┌────────
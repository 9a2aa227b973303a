//! Error handling for the classification server.
//!
//! Error bodies keep the endpoint's historical shape, `{error}` or
//! `{error, details}`, with a structured `code` added alongside.

use axum::{
    http::StatusCode,
    response::{IntoResponse, Response},
    Json,
};
use serde::Serialize;
use std::fmt;

use nudge_core::error::NudgeError;

/// API error type.
#[derive(Debug)]
pub struct ApiError {
    pub status: StatusCode,
    pub code: String,
    pub message: String,
    pub details: Option<String>,
}

impl ApiError {
    pub fn new(status: StatusCode, code: impl Into<String>, message: impl Into<String>) -> Self {
        Self {
            status,
            code: code.into(),
            message: message.into(),
            details: None,
        }
    }

    pub fn with_details(mut self, details: impl Into<String>) -> Self {
        self.details = Some(details.into());
        self
    }

    pub fn bad_request(message: impl Into<String>) -> Self {
        Self::new(StatusCode::BAD_REQUEST, "BAD_REQUEST", message)
    }

    pub fn not_configured(message: impl Into<String>) -> Self {
        Self::new(StatusCode::INTERNAL_SERVER_ERROR, "NOT_CONFIGURED", message)
    }

    pub fn upstream(message: impl Into<String>) -> Self {
        Self::new(StatusCode::INTERNAL_SERVER_ERROR, "UPSTREAM_ERROR", message)
    }

    pub fn internal(message: impl Into<String>) -> Self {
        Self::new(StatusCode::INTERNAL_SERVER_ERROR, "INTERNAL_ERROR", message)
    }
}

impl fmt::Display for ApiError {
    fn fmt(&self, f: &mut fmt::Formatter<'_>) -> fmt::Result {
        write!(f, "[{}] {}: {}", self.status, self.code, self.message)
    }
}

impl std::error::Error for ApiError {}

/// Error response body.
#[derive(Debug, Serialize)]
pub struct ErrorResponse {
    pub error: String,
    pub code: String,
    #[serde(skip_serializing_if = "Option::is_none")]
    pub details: Option<String>,
}

impl IntoResponse for ApiError {
    fn into_response(self) -> Response {
        let body = ErrorResponse {
            error: self.message,
            code: self.code,
            details: self.details,
        };

        (self.status, Json(body)).into_response()
    }
}

impl From<NudgeError> for ApiError {
    fn from(err: NudgeError) -> Self {
        match err {
            NudgeError::Validation { message, code, .. } => {
                ApiError::new(StatusCode::BAD_REQUEST, code.as_str(), message)
            }
            NudgeError::ConditionLimit { message, code, .. } => {
                ApiError::new(StatusCode::BAD_REQUEST, code.as_str(), message)
            }
            NudgeError::NotFound { message, code } => {
                ApiError::new(StatusCode::NOT_FOUND, code.as_str(), message)
            }
            NudgeError::Authentication { message, .. } => ApiError::not_configured(message),
            NudgeError::Llm { message, .. } => {
                ApiError::upstream("Failed to call LLM API").with_details(message)
            }
            other => ApiError::internal("Internal server error").with_details(other.to_string()),
        }
    }
}

/// Result type alias for API handlers.
pub type ApiResult<T> = Result<T, ApiError>;

#[cfg(test)]
mod tests {
    use super::*;

    #[test]
    fn test_validation_maps_to_bad_request() {
        let err: ApiError = NudgeError::missing_field("message").into();
        assert_eq!(err.status, StatusCode::BAD_REQUEST);
        assert_eq!(err.code, "VAL_002");
    }

    #[test]
    fn test_llm_failure_carries_details() {
        let err: ApiError = NudgeError::llm("quota exceeded").into();
        assert_eq!(err.status, StatusCode::INTERNAL_SERVER_ERROR);
        assert_eq!(err.message, "Failed to call LLM API");
        assert_eq!(err.details.as_deref(), Some("quota exceeded"));
    }
}
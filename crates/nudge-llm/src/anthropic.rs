//! Anthropic (Claude) LLM provider implementation.

use async_trait::async_trait;
use reqwest::Client;
use secrecy::{ExposeSecret, SecretString};
use serde::{Deserialize, Serialize};
use tracing::debug;

use nudge_core::error::{NudgeError, NudgeResult};
use nudge_core::traits::{GenerationOptions, Llm, LlmConfig, LlmResponse, TokenUsage};
use nudge_core::types::{Message, MessageRole};

const ANTHROPIC_API_URL: &str = "https://api.anthropic.com/v1";
const ANTHROPIC_VERSION: &str = "2023-06-01";
const DEFAULT_MODEL: &str = "claude-3-5-haiku-20241022";

/// Anthropic LLM provider.
pub struct AnthropicLlm {
    client: Client,
    config: LlmConfig,
    base_url: String,
}

#[derive(Debug, Serialize)]
struct AnthropicRequest {
    model: String,
    max_tokens: u32,
    #[serde(skip_serializing_if = "Option::is_none")]
    temperature: Option<f32>,
    #[serde(skip_serializing_if = "Option::is_none")]
    system: Option<String>,
    messages: Vec<AnthropicMessage>,
}

#[derive(Debug, Serialize)]
struct AnthropicMessage {
    role: &'static str,
    content: String,
}

#[derive(Debug, Deserialize)]
struct AnthropicResponse {
    content: Vec<AnthropicContent>,
    #[serde(default)]
    usage: Option<AnthropicUsage>,
}

#[derive(Debug, Deserialize)]
struct AnthropicContent {
    #[serde(rename = "type")]
    content_type: String,
    text: Option<String>,
}

#[derive(Debug, Deserialize)]
struct AnthropicUsage {
    input_tokens: u32,
    output_tokens: u32,
}

#[derive(Debug, Deserialize)]
struct AnthropicError {
    error: AnthropicErrorDetail,
}

#[derive(Debug, Deserialize)]
struct AnthropicErrorDetail {
    message: String,
}

impl AnthropicLlm {
    /// Create a new Anthropic LLM provider.
    pub fn new(config: LlmConfig) -> NudgeResult<Self> {
        let api_key = config
            .api_key
            .clone()
            .or_else(|| std::env::var("ANTHROPIC_API_KEY").ok())
            .map(SecretString::new)
            .ok_or_else(|| {
                NudgeError::missing_credentials("Anthropic API key not found. Set ANTHROPIC_API_KEY environment variable or provide api_key in config.")
            })?;

        let mut headers = reqwest::header::HeaderMap::new();
        headers.insert(
            "x-api-key",
            api_key
                .expose_secret()
                .parse()
                .map_err(|_| NudgeError::config("Invalid API key format"))?,
        );
        headers.insert(
            "anthropic-version",
            ANTHROPIC_VERSION
                .parse()
                .map_err(|_| NudgeError::config("Invalid version header"))?,
        );

        let client = Client::builder()
            .default_headers(headers)
            .build()
            .map_err(|e| NudgeError::config(format!("Failed to create HTTP client: {}", e)))?;

        let base_url = config
            .base_url
            .clone()
            .unwrap_or_else(|| ANTHROPIC_API_URL.to_string());

        let mut config = config;
        if config.model.is_empty() {
            config.model = DEFAULT_MODEL.to_string();
        }

        Ok(Self {
            client,
            config,
            base_url,
        })
    }

    fn build_request(&self, messages: &[Message], options: GenerationOptions) -> AnthropicRequest {
        // Separate system messages from conversation messages
        let system: Vec<&str> = messages
            .iter()
            .filter(|m| matches!(m.role, MessageRole::System))
            .map(|m| m.content.as_str())
            .collect();

        let conversation = messages
            .iter()
            .filter(|m| !matches!(m.role, MessageRole::System))
            .map(|m| AnthropicMessage {
                role: match m.role {
                    MessageRole::Assistant => "assistant",
                    _ => "user",
                },
                content: m.content.clone(),
            })
            .collect();

        AnthropicRequest {
            model: self.config.model.clone(),
            max_tokens: options.max_tokens.unwrap_or(self.config.max_tokens),
            temperature: Some(options.temperature.unwrap_or(self.config.temperature)),
            system: (!system.is_empty()).then(|| system.join("\n\n")),
            messages: conversation,
        }
    }
}

#[async_trait]
impl Llm for AnthropicLlm {
    async fn generate(
        &self,
        messages: &[Message],
        options: Option<GenerationOptions>,
    ) -> NudgeResult<LlmResponse> {
        let request = self.build_request(messages, options.unwrap_or_default());
        debug!(model = %self.config.model, messages = messages.len(), "Calling Anthropic");

        let response = self
            .client
            .post(format!("{}/messages", self.base_url.trim_end_matches('/')))
            .json(&request)
            .send()
            .await
            .map_err(|e| NudgeError::llm(format!("Anthropic API request failed: {}", e)))?;

        let status = response.status();
        let body = response
            .text()
            .await
            .map_err(|e| NudgeError::llm(format!("Failed to read response body: {}", e)))?;

        if !status.is_success() {
            let message = serde_json::from_str::<AnthropicError>(&body)
                .map(|e| e.error.message)
                .unwrap_or_else(|_| body.clone());
            return Err(NudgeError::llm(format!(
                "Anthropic API error ({}): {}",
                status, message
            )));
        }

        let response: AnthropicResponse = serde_json::from_str(&body)
            .map_err(|e| NudgeError::llm(format!("Failed to parse response: {}", e)))?;

        let content = response
            .content
            .iter()
            .find(|c| c.content_type == "text")
            .and_then(|c| c.text.clone());

        let usage = response.usage.map(|u| TokenUsage {
            prompt_tokens: u.input_tokens,
            completion_tokens: u.output_tokens,
            total_tokens: u.input_tokens + u.output_tokens,
        });

        Ok(LlmResponse { content, usage })
    }

    fn model_name(&self) -> &str {
        &self.config.model
    }
}
//! Interest conditions.

use chrono::{DateTime, Utc};
use serde::{Deserialize, Serialize};

use crate::error::{NudgeError, NudgeResult};
use crate::types::{ConditionId, ConversationId};

/// A user-authored natural-language condition.
///
/// The text is immutable once created; edits are a remove followed by an add.
#[derive(Debug, Clone, PartialEq, Eq, Serialize, Deserialize)]
pub struct Condition {
    pub id: ConditionId,
    text: String,
    pub created_at: DateTime<Utc>,
}

impl Condition {
    /// Create a condition with a fresh id. Surrounding whitespace is trimmed.
    pub fn new(text: impl AsRef<str>) -> NudgeResult<Self> {
        let text = text.as_ref().trim();
        if text.is_empty() {
            return Err(NudgeError::validation("Condition text must not be empty"));
        }
        Ok(Self {
            id: ConditionId::generate(),
            text: text.to_string(),
            created_at: Utc::now(),
        })
    }

    pub fn text(&self) -> &str {
        &self.text
    }
}

/// Owner of a condition list.
#[derive(Debug, Clone, PartialEq, Eq, Hash, Serialize, Deserialize)]
#[serde(tag = "type", content = "id", rename_all = "snake_case")]
pub enum ConditionScope {
    Global,
    Conversation(ConversationId),
}

impl ConditionScope {
    pub fn conversation(id: impl Into<ConversationId>) -> Self {
        Self::Conversation(id.into())
    }
}
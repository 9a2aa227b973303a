//! Message aggregation: fold the unread window into one evaluation text.

use crate::types::InboundMessage;

/// Join the text of every unread message, oldest first.
///
/// Blank messages are skipped so they do not produce doubled separators.
pub fn aggregate_unread<'a, I>(messages: I, separator: &str) -> String
where
    I: IntoIterator<Item = &'a InboundMessage>,
{
    messages
        .into_iter()
        .filter(|m| !m.read)
        .map(|m| m.text.trim())
        .filter(|t| !t.is_empty())
        .collect::<Vec<_>>()
        .join(separator)
}

#[cfg(test)]
mod tests {
    use super::*;

    #[test]
    fn test_joins_unread_in_order() {
        let messages = vec![
            InboundMessage::new("이번 주말에"),
            InboundMessage::new("제주도 갈래?"),
        ];
        assert_eq!(aggregate_unread(&messages, " "), "이번 주말에 제주도 갈래?");
    }

    #[test]
    fn test_skips_read_and_blank_messages() {
        let mut old = InboundMessage::new("어제 얘기");
        old.read = true;
        let messages = vec![old, InboundMessage::new("   "), InboundMessage::new("맛집 추천")];
        assert_eq!(aggregate_unread(&messages, " "), "맛집 추천");
    }

    #[test]
    fn test_empty_window() {
        let messages: Vec<InboundMessage> = Vec::new();
        assert!(aggregate_unread(&messages, " ").is_empty());
    }
}
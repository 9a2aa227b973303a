//! LLM trait and related types.

use async_trait::async_trait;
use serde::{Deserialize, Serialize};

use crate::error::NudgeResult;
use crate::types::Message;

/// Response from LLM generation.
#[derive(Debug, Clone, Default)]
pub struct LlmResponse {
    /// Generated text content.
    pub content: Option<String>,
    /// Token usage statistics.
    pub usage: Option<TokenUsage>,
}

impl LlmResponse {
    /// Get the content or an empty string.
    pub fn content_or_empty(&self) -> &str {
        self.content.as_deref().unwrap_or("")
    }
}

/// Token usage statistics.
#[derive(Debug, Clone, Default)]
pub struct TokenUsage {
    pub prompt_tokens: u32,
    pub completion_tokens: u32,
    pub total_tokens: u32,
}

/// Per-call generation overrides.
#[derive(Debug, Clone, Default)]
pub struct GenerationOptions {
    /// Sampling temperature (0.0 - 2.0).
    pub temperature: Option<f32>,
    /// Maximum tokens to generate.
    pub max_tokens: Option<u32>,
}

/// Core LLM trait - all LLM providers implement this.
#[async_trait]
pub trait Llm: Send + Sync {
    /// Generate a response from the LLM.
    async fn generate(
        &self,
        messages: &[Message],
        options: Option<GenerationOptions>,
    ) -> NudgeResult<LlmResponse>;

    /// Get the model name.
    fn model_name(&self) -> &str;
}

/// LLM configuration.
#[derive(Debug, Clone, Serialize, Deserialize)]
pub struct LlmConfig {
    /// Model name/identifier. Empty selects the provider default.
    #[serde(default)]
    pub model: String,
    /// Sampling temperature.
    #[serde(default = "default_temperature")]
    pub temperature: f32,
    /// Maximum tokens to generate.
    #[serde(default = "default_max_tokens")]
    pub max_tokens: u32,
    /// API key (if not using environment variable).
    #[serde(skip_serializing_if = "Option::is_none")]
    pub api_key: Option<String>,
    /// Base URL for API.
    #[serde(skip_serializing_if = "Option::is_none")]
    pub base_url: Option<String>,
}

fn default_temperature() -> f32 {
    0.1
}

// One "<probability>|<topic>" line per condition, up to 20 conditions.
fn default_max_tokens() -> u32 {
    512
}

impl Default for LlmConfig {
    fn default() -> Self {
        Self {
            model: String::new(),
            temperature: default_temperature(),
            max_tokens: default_max_tokens(),
            api_key: None,
            base_url: None,
        }
    }
}
//! Classifier trait: scores a batch of conditions against aggregated text.

use async_trait::async_trait;

use crate::error::NudgeResult;
use crate::types::{ClassificationRequest, ClassificationResult};

/// Black-box scoring function for conditions.
///
/// Implementations return at most one result per requested condition, in
/// request order. Callers pad missing trailing results with no-match, and
/// treat both an error and an empty list as "no conditions matched".
#[async_trait]
pub trait Classifier: Send + Sync {
    /// Score every condition in the request against its text.
    async fn classify(&self, request: &ClassificationRequest)
        -> NudgeResult<Vec<ClassificationResult>>;

    /// Short name for logs.
    fn name(&self) -> &str;
}
//! Chat messages received by a conversation.

use chrono::{DateTime, Utc};
use serde::{Deserialize, Serialize};
use uuid::Uuid;

/// An inbound chat message.
#[derive(Debug, Clone, Serialize, Deserialize)]
pub struct InboundMessage {
    pub id: Uuid,
    pub text: String,
    pub received_at: DateTime<Utc>,
    pub read: bool,
}

impl InboundMessage {
    /// Create a new unread message.
    pub fn new(text: impl Into<String>) -> Self {
        Self {
            id: Uuid::new_v4(),
            text: text.into(),
            received_at: Utc::now(),
            read: false,
        }
    }
}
└────────
Task to complete:
The answer is the records above restated word for word from their opening line through the line that holds "#[derive(Debug)]", both included, and nothing else.

Your response:
repository 9a2aa227b973303a
//! Error handling for the classification server.
//!
//! Error bodies keep the endpoint's historical shape, `{error}` or
//! `{error, details}`, with a structured `code` added alongside.

use axum::{
    http::StatusCode,
    response::{IntoResponse, Response},
    Json,
};
use serde::Serialize;
use std::fmt;

use nudge_core::error::NudgeError;

/// API error type.
#[derive(Debug)]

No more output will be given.